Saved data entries
-- Opening Marker --
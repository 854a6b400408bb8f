// SPDX-License-Identifier: Apache-2.0
// © James Ross Ω FLYING•ROBOTS <https://github.com/flyingrobots>
//! Typed query results.
//!
//! A [`QueryResponse`] holds one [`QueryResult`] per submitted call, in
//! submission order. Which variant a result takes is decided by the call that
//! produced it ([`ResultKind`]), not guessed from the payload, except for raw
//! queries where the kind is [`ResultKind::Unknown`].

use serde::{Deserialize, Serialize};
use std::collections::BTreeMap;
use std::fmt;

/// Attribute value attached to a row or a column.
#[derive(Debug, Clone, PartialEq, Serialize, Deserialize)]
#[serde(untagged)]
pub enum AttrValue {
    /// Boolean attribute.
    Bool(bool),
    /// Signed integer attribute.
    Int(i64),
    /// Floating point attribute.
    Float(f64),
    /// String attribute.
    String(String),
}

impl fmt::Display for AttrValue {
    /// Renders the value the way the query language expects it: strings are
    /// JSON-quoted, everything else is bare.
    fn fmt(&self, f: &mut fmt::Formatter<'_>) -> fmt::Result {
        match self {
            Self::Bool(b) => write!(f, "{b}"),
            Self::Int(n) => write!(f, "{n}"),
            Self::Float(x) => write!(f, "{x:?}"),
            Self::String(s) => match serde_json::to_string(s) {
                Ok(quoted) => f.write_str(&quoted),
                Err(_) => Err(fmt::Error),
            },
        }
    }
}

impl From<bool> for AttrValue {
    fn from(value: bool) -> Self {
        Self::Bool(value)
    }
}

impl From<i64> for AttrValue {
    fn from(value: i64) -> Self {
        Self::Int(value)
    }
}

impl From<f64> for AttrValue {
    fn from(value: f64) -> Self {
        Self::Float(value)
    }
}

impl From<&str> for AttrValue {
    fn from(value: &str) -> Self {
        Self::String(value.to_owned())
    }
}

impl From<String> for AttrValue {
    fn from(value: String) -> Self {
        Self::String(value)
    }
}

/// Which result variant a call produces.
#[derive(Debug, Clone, Copy, PartialEq, Eq, Hash)]
pub enum ResultKind {
    /// Row-producing calls (`Row`, `Union`, `Range`, …).
    Row,
    /// `TopN` pairs.
    Pairs,
    /// `Count`.
    Count,
    /// `Sum`, `Min`, `Max`.
    Value,
    /// Mutations reporting whether anything changed.
    Changed,
    /// `Rows`.
    RowIdentifiers,
    /// `GroupBy`.
    GroupCounts,
    /// Calls that return nothing (attribute setters).
    Null,
    /// Raw queries; the variant is inferred from the payload.
    Unknown,
}

/// Columns (or column keys) of a row plus its attributes.
#[derive(Debug, Clone, Default, PartialEq, Serialize, Deserialize)]
pub struct RowResult {
    /// Row attributes.
    #[serde(default, rename = "attrs")]
    pub attributes: BTreeMap<String, AttrValue>,
    /// Column ids, for indexes without keys.
    #[serde(default)]
    pub columns: Vec<u64>,
    /// Column keys, for indexes with keys.
    #[serde(default)]
    pub keys: Vec<String>,
}

/// One `TopN` pair.
#[derive(Debug, Clone, PartialEq, Eq, Serialize, Deserialize)]
pub struct CountResultItem {
    /// Row id (zero when the field uses keys).
    #[serde(default)]
    pub id: u64,
    /// Row key, when the field uses keys.
    #[serde(default, skip_serializing_if = "Option::is_none")]
    pub key: Option<String>,
    /// Number of columns set in the row.
    pub count: u64,
}

/// Result of `Sum`, `Min` and `Max`.
#[derive(Debug, Clone, Copy, Default, PartialEq, Eq, Serialize, Deserialize)]
pub struct ValueCount {
    /// Aggregated value.
    pub value: i64,
    /// Number of columns that contributed.
    pub count: u64,
}

/// Result of `Rows`.
#[derive(Debug, Clone, Default, PartialEq, Eq, Serialize, Deserialize)]
pub struct RowIdentifiers {
    /// Row ids.
    #[serde(default)]
    pub rows: Vec<u64>,
    /// Row keys, when the field uses keys.
    #[serde(default)]
    pub keys: Vec<String>,
}

/// One member of a `GroupBy` group.
#[derive(Debug, Clone, PartialEq, Eq, Serialize, Deserialize)]
pub struct FieldRow {
    /// Field name.
    pub field: String,
    /// Row id.
    #[serde(default, rename = "rowID")]
    pub row_id: u64,
    /// Row key, when the field uses keys.
    #[serde(default, rename = "rowKey", skip_serializing_if = "Option::is_none")]
    pub row_key: Option<String>,
}

/// One `GroupBy` group with its count.
#[derive(Debug, Clone, PartialEq, Eq, Serialize, Deserialize)]
pub struct GroupCount {
    /// The rows forming the group, one per `Rows` argument.
    pub group: Vec<FieldRow>,
    /// Number of columns in the intersection.
    pub count: u64,
}

/// Attributes of a column, returned when column attributes are requested.
#[derive(Debug, Clone, PartialEq, Serialize, Deserialize)]
pub struct ColumnItem {
    /// Column id.
    #[serde(default)]
    pub id: u64,
    /// Column key, for indexes with keys.
    #[serde(default, skip_serializing_if = "Option::is_none")]
    pub key: Option<String>,
    /// Column attributes.
    #[serde(default, rename = "attrs")]
    pub attributes: BTreeMap<String, AttrValue>,
}

/// One result, exactly one variant per call.
#[derive(Debug, Clone, PartialEq)]
pub enum QueryResult {
    /// Row-producing call.
    Row(RowResult),
    /// `TopN`.
    Pairs(Vec<CountResultItem>),
    /// `Count`.
    Count(u64),
    /// `Sum`, `Min`, `Max`.
    Value(ValueCount),
    /// Mutation.
    Changed(bool),
    /// `Rows`.
    RowIdentifiers(RowIdentifiers),
    /// `GroupBy`.
    GroupCounts(Vec<GroupCount>),
    /// Nothing returned.
    Null,
}

impl QueryResult {
    /// The kind of this result.
    pub fn kind(&self) -> ResultKind {
        match self {
            Self::Row(_) => ResultKind::Row,
            Self::Pairs(_) => ResultKind::Pairs,
            Self::Count(_) => ResultKind::Count,
            Self::Value(_) => ResultKind::Value,
            Self::Changed(_) => ResultKind::Changed,
            Self::RowIdentifiers(_) => ResultKind::RowIdentifiers,
            Self::GroupCounts(_) => ResultKind::GroupCounts,
            Self::Null => ResultKind::Null,
        }
    }

    /// The row, if this is a row result.
    pub fn row(&self) -> Option<&RowResult> {
        match self {
            Self::Row(row) => Some(row),
            _ => None,
        }
    }

    /// The `TopN` pairs, if this is a pairs result.
    pub fn count_items(&self) -> Option<&[CountResultItem]> {
        match self {
            Self::Pairs(items) => Some(items),
            _ => None,
        }
    }

    /// The count, if this is a `Count` result.
    pub fn count(&self) -> Option<u64> {
        match self {
            Self::Count(n) => Some(*n),
            _ => None,
        }
    }

    /// The aggregated value, if this is a `Sum`/`Min`/`Max` result.
    pub fn value(&self) -> Option<ValueCount> {
        match self {
            Self::Value(v) => Some(*v),
            _ => None,
        }
    }

    /// Whether the mutation changed anything, if this is a mutation result.
    pub fn changed(&self) -> Option<bool> {
        match self {
            Self::Changed(b) => Some(*b),
            _ => None,
        }
    }
}

/// Decoded query response.
#[derive(Debug, Clone, Default, PartialEq)]
pub struct QueryResponse {
    /// Results, positionally aligned with the submitted calls.
    pub results: Vec<QueryResult>,
    /// Column attributes; empty unless requested.
    pub columns: Vec<ColumnItem>,
}

impl QueryResponse {
    /// First result, if any.
    pub fn result(&self) -> Option<&QueryResult> {
        self.results.first()
    }

    /// First column item, if any.
    pub fn column(&self) -> Option<&ColumnItem> {
        self.columns.first()
    }
}
// SPDX-License-Identifier: Apache-2.0
// © James Ross Ω FLYING•ROBOTS <https://github.com/flyingrobots>
//! pilosa-client: blocking client for the Pilosa bitmap index server.
//!
//! Build a [`Schema`] of indexes and fields, bring the server up to it with
//! [`Client::sync_schema`], compose queries with the builders on [`Index`]
//! and [`Field`], and run them with [`Client::query`]. Bulk loads go through
//! [`Client::import_field`] and [`Client::import_values`].
//!
//! ```no_run
//! use pilosa_client::{Client, FieldOptions, IndexOptions, Schema};
//!
//! # fn main() -> pilosa_client::Result<()> {
//! let client = Client::from_address("localhost:10101")?;
//! let mut schema = Schema::new();
//! let repository = schema.index("repository", IndexOptions::default())?;
//! let stargazer = repository.field("stargazer", FieldOptions::set())?;
//! client.sync_schema(&mut schema)?;
//!
//! let response = client.query(&stargazer.row(5)?)?;
//! if let Some(row) = response.result().and_then(|r| r.row()) {
//!     println!("{:?}", row.columns);
//! }
//! # Ok(())
//! # }
//! ```
//!
//! Requests go to the first node of the [`Cluster`] and move on to the next
//! only when a node cannot be reached. The library logs through `tracing`
//! and never installs a subscriber.

pub mod client;
pub mod cluster;
pub mod config;
pub mod error;
pub mod imports;
pub mod query;
pub mod schema;
pub mod timestamp;
pub mod transport;
pub mod uri;
pub mod validator;

pub use client::{Client, SUPPORTED_MAJOR_VERSION};
pub use cluster::{Cluster, Node};
pub use config::{ClientConfig, ClientOptions, ConfigError};
pub use error::{ApplyFailure, PilosaError, Result};
pub use imports::{
    csv_column_reader, csv_value_reader, CsvFormat, CsvValueFormat, EpochSeconds, FailedBatch, FailedRecords,
    ImportOptions, ImportRecord, ImportStrategy, ImportSummary, ImportValue, QueryTime, TimeParser,
};
pub use query::{Aggregate, Call, CallOptions, CompareOp, IdKey, PqlBatchQuery, PqlQuery, Query, RowsOptions};
pub use schema::{
    diff, CacheType, Field, FieldOptions, FieldType, Index, IndexOptions, IndexRef, Schema, SchemaOp, TimeQuantum,
    TimeUnit,
};
pub use transport::{HttpRequest, HttpResponse, HttpTransport, Method, Transport, TransportError};
pub use uri::{Scheme, Uri};

pub use pilosa_proto::{
    AttrValue, ColumnItem, CountResultItem, FieldRow, GroupCount, JsonCodec, QueryCodec, QueryResponse, QueryResult,
    ResultKind, RowIdentifiers, RowResult, ValueCount,
};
-- Closing Marker --
*What you will do*
From the records above, quote only the lines running from the line with "pub fn count(&self)" to the line with "pub struct QueryResponse", both lines included.

*Task output*
    pub fn count(&self) -> Option<u64> {
        match self {
            Self::Count(n) => Some(*n),
            _ => None,
        }
    }

    /// The aggregated value, if this is a `Sum`/`Min`/`Max` result.
    pub fn value(&self) -> Option<ValueCount> {
        match self {
            Self::Value(v) => Some(*v),
            _ => None,
        }
    }

    /// Whether the mutation changed anything, if this is a mutation result.
    pub fn changed(&self) -> Option<bool> {
        match self {
            Self::Changed(b) => Some(*b),
            _ => None,
        }
    }
}

/// Decoded query response.
#[derive(Debug, Clone, Default, PartialEq)]
pub struct QueryResponse {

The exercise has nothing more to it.